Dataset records
::::::::

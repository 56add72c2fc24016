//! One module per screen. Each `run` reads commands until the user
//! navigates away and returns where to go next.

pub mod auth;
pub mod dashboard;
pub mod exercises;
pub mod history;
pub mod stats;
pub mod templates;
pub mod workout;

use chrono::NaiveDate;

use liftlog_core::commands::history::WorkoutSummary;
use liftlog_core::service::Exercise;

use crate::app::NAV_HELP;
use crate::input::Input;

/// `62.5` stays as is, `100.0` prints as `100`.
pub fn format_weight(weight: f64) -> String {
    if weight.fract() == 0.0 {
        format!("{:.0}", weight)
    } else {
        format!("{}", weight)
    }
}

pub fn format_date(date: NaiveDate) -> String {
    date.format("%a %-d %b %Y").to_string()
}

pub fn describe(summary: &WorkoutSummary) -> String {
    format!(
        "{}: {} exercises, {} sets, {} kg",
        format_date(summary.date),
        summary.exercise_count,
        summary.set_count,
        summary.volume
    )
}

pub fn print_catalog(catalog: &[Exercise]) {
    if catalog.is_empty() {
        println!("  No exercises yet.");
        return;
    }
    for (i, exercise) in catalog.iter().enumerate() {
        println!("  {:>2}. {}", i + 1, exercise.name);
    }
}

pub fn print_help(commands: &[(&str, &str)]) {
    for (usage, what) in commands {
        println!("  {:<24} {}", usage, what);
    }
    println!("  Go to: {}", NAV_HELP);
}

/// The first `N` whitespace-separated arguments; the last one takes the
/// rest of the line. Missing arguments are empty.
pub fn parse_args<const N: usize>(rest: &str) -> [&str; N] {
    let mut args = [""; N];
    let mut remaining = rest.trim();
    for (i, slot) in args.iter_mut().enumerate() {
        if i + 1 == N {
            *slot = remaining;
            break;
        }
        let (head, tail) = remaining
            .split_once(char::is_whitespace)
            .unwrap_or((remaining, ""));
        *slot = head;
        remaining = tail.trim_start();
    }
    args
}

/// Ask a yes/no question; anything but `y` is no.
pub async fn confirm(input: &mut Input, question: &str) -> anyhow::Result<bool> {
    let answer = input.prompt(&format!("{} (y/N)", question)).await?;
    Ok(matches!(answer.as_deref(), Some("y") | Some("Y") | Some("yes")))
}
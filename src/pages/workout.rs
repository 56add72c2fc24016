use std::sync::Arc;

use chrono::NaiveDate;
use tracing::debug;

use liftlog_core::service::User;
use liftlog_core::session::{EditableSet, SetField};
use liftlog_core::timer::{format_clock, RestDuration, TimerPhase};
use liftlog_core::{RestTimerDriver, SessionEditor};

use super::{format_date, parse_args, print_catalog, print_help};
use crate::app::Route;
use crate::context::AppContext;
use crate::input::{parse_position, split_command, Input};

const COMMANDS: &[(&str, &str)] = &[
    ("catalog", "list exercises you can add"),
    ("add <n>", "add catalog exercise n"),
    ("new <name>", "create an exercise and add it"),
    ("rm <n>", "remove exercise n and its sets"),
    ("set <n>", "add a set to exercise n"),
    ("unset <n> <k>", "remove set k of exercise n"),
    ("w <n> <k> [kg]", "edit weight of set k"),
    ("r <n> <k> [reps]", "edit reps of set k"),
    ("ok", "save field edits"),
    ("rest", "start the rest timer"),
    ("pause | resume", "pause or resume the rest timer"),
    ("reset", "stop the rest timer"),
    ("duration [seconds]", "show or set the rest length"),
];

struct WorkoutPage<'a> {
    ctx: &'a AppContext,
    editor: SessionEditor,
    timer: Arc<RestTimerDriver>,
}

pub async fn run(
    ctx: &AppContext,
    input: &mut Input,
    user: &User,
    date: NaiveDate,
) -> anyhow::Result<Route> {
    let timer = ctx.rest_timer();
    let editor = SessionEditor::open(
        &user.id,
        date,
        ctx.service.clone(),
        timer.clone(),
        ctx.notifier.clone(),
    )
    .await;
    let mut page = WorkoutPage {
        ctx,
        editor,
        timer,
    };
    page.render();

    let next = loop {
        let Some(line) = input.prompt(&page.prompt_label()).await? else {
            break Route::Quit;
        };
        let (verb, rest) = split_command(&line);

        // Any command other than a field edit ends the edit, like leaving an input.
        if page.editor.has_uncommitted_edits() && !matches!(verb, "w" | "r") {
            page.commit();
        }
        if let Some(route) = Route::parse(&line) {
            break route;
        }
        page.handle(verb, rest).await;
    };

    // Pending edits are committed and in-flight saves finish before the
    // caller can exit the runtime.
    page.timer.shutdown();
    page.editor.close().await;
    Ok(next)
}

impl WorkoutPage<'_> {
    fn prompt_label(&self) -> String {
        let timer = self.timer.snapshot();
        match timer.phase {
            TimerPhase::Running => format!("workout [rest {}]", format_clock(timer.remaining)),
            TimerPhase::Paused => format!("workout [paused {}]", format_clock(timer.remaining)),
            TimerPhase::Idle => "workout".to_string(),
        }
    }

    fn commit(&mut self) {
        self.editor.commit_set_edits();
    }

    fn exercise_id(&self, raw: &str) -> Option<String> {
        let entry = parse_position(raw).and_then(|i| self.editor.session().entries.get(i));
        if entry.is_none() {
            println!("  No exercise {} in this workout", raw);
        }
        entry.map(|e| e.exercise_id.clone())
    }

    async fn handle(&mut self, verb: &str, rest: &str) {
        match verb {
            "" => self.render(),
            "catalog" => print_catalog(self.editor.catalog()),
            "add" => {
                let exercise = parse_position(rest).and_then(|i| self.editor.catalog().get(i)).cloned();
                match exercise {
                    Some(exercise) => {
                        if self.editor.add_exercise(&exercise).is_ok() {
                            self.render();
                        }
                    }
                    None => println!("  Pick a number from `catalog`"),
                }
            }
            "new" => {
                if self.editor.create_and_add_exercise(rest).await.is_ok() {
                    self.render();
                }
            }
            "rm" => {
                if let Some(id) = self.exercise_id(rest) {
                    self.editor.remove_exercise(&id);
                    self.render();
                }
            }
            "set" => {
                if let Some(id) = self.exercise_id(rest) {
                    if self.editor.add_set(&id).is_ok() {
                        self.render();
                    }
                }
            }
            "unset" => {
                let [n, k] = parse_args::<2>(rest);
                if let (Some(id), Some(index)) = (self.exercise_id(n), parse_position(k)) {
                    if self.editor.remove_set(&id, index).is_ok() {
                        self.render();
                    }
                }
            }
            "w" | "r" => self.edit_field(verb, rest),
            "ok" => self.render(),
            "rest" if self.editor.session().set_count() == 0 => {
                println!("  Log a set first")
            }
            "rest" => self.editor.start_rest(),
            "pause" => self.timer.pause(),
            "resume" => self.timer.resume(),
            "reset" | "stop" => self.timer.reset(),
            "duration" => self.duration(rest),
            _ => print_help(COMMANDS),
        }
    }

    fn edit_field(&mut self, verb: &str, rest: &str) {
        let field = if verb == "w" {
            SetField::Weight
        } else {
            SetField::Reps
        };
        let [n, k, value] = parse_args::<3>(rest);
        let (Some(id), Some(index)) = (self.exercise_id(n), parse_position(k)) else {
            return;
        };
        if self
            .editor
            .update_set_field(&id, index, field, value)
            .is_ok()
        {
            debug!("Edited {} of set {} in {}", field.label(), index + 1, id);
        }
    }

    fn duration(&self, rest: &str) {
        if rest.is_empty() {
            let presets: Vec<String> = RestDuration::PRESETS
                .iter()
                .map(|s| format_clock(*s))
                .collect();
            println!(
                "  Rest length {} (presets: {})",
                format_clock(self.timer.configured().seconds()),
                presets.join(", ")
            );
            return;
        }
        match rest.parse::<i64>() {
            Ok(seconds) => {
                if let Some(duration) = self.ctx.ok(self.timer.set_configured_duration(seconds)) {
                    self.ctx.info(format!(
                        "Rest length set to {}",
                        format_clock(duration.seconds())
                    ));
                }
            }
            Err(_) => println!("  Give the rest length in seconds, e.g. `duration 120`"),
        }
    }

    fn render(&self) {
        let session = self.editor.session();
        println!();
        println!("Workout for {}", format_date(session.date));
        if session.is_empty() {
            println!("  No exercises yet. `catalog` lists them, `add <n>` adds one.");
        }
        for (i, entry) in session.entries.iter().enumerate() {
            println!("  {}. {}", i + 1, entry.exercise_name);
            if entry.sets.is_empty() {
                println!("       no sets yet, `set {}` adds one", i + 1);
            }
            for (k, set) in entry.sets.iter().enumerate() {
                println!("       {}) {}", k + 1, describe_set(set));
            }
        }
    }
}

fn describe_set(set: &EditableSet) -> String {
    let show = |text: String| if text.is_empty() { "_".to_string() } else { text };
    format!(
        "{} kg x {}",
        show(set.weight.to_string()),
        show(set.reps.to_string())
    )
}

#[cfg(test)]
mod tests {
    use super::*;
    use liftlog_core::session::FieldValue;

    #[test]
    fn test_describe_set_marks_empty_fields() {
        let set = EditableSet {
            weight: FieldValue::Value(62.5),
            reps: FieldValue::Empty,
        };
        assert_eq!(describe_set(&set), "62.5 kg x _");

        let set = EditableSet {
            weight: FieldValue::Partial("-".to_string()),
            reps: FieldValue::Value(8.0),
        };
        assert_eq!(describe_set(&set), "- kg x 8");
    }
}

::::::::

__Exercise prompt__
Start with the line above that contains "pub mod templates;" and end with the line that contains "for (usage, what)". Write out those lines exactly, and only those.

__Output for this task__
pub mod templates;
pub mod workout;

use chrono::NaiveDate;

use liftlog_core::commands::history::WorkoutSummary;
use liftlog_core::service::Exercise;

use crate::app::NAV_HELP;
use crate::input::Input;

/// `62.5` stays as is, `100.0` prints as `100`.
pub fn format_weight(weight: f64) -> String {
    if weight.fract() == 0.0 {
        format!("{:.0}", weight)
    } else {
        format!("{}", weight)
    }
}

pub fn format_date(date: NaiveDate) -> String {
    date.format("%a %-d %b %Y").to_string()
}

pub fn describe(summary: &WorkoutSummary) -> String {
    format!(
        "{}: {} exercises, {} sets, {} kg",
        format_date(summary.date),
        summary.exercise_count,
        summary.set_count,
        summary.volume
    )
}

pub fn print_catalog(catalog: &[Exercise]) {
    if catalog.is_empty() {
        println!("  No exercises yet.");
        return;
    }
    for (i, exercise) in catalog.iter().enumerate() {
        println!("  {:>2}. {}", i + 1, exercise.name);
    }
}

pub fn print_help(commands: &[(&str, &str)]) {
    for (usage, what) in commands {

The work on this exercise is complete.